▸ Task goal: Return exactly these lines and no others: the one containing "one owned document." and all that follow it to the end of the listing below.
==============================
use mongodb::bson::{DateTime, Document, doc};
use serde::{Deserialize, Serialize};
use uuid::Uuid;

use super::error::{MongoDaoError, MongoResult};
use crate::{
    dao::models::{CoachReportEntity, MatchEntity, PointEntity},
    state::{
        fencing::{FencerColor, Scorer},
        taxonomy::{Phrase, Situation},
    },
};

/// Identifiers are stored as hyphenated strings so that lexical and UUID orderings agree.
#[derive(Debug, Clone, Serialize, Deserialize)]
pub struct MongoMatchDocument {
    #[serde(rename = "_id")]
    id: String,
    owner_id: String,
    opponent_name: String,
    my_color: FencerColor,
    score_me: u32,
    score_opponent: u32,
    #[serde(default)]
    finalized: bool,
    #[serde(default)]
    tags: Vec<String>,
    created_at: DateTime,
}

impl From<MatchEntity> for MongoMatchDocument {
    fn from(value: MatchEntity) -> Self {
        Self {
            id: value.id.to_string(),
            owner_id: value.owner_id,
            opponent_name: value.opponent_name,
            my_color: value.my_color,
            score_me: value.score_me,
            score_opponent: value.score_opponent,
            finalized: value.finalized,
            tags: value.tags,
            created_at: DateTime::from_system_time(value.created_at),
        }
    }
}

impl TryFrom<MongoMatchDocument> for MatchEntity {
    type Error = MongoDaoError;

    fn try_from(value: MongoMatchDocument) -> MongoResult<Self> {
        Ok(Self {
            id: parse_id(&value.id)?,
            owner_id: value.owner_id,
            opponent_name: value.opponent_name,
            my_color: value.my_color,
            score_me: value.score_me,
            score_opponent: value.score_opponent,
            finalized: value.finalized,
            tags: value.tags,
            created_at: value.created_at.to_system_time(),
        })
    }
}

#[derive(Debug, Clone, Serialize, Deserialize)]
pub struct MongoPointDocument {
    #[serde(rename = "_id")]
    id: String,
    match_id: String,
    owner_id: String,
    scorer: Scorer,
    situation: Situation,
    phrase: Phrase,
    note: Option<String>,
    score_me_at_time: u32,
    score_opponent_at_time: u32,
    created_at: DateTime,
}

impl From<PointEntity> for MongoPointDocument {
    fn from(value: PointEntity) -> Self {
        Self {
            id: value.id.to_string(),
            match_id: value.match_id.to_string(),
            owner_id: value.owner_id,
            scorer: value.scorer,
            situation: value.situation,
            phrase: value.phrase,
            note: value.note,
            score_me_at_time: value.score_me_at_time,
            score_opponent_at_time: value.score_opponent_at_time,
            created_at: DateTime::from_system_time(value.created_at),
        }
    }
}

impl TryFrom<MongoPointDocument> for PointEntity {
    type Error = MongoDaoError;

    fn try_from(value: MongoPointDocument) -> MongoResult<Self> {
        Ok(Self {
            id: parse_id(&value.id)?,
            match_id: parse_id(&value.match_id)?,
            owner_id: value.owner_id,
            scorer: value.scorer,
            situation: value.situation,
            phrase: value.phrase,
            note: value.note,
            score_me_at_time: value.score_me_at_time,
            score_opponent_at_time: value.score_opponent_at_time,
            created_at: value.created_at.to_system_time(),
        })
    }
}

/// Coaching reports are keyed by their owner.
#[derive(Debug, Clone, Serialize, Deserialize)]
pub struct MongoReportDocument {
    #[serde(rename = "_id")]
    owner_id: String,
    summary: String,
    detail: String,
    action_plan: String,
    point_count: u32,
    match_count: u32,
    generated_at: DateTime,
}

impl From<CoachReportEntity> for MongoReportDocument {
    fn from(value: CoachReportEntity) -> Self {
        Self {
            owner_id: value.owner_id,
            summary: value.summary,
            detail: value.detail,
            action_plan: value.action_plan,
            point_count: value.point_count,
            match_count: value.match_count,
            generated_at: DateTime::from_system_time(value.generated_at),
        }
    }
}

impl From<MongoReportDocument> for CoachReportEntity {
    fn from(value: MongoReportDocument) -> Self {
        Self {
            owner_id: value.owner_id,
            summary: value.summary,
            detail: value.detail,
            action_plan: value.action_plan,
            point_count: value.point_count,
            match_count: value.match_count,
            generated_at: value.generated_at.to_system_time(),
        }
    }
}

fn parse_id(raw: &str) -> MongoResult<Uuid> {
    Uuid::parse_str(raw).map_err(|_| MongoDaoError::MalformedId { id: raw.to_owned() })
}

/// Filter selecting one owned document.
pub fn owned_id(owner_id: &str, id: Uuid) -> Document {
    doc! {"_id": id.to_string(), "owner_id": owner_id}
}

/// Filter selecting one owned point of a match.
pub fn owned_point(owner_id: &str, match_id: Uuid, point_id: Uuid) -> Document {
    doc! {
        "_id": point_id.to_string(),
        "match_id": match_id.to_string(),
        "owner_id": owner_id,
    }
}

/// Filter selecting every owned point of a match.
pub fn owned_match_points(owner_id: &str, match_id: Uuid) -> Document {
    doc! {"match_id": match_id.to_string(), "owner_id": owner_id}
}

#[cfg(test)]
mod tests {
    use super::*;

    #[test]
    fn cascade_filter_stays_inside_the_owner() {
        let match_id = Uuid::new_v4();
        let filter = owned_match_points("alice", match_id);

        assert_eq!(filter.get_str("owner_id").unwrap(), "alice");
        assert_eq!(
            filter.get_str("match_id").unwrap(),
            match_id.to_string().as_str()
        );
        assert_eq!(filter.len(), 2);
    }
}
==============================
▸ Task solution:
/// Filter selecting one owned document.
pub fn owned_id(owner_id: &str, id: Uuid) -> Document {
    doc! {"_id": id.to_string(), "owner_id": owner_id}
}

/// Filter selecting one owned point of a match.
pub fn owned_point(owner_id: &str, match_id: Uuid, point_id: Uuid) -> Document {
    doc! {
        "_id": point_id.to_string(),
        "match_id": match_id.to_string(),
        "owner_id": owner_id,
    }
}

/// Filter selecting every owned point of a match.
pub fn owned_match_points(owner_id: &str, match_id: Uuid) -> Document {
    doc! {"match_id": match_id.to_string(), "owner_id": owner_id}
}

#[cfg(test)]
mod tests {
    use super::*;

    #[test]
    fn cascade_filter_stays_inside_the_owner() {
        let match_id = Uuid::new_v4();
        let filter = owned_match_points("alice", match_id);

        assert_eq!(filter.get_str("owner_id").unwrap(), "alice");
        assert_eq!(
            filter.get_str("match_id").unwrap(),
            match_id.to_string().as_str()
        );
        assert_eq!(filter.len(), 2);
    }
}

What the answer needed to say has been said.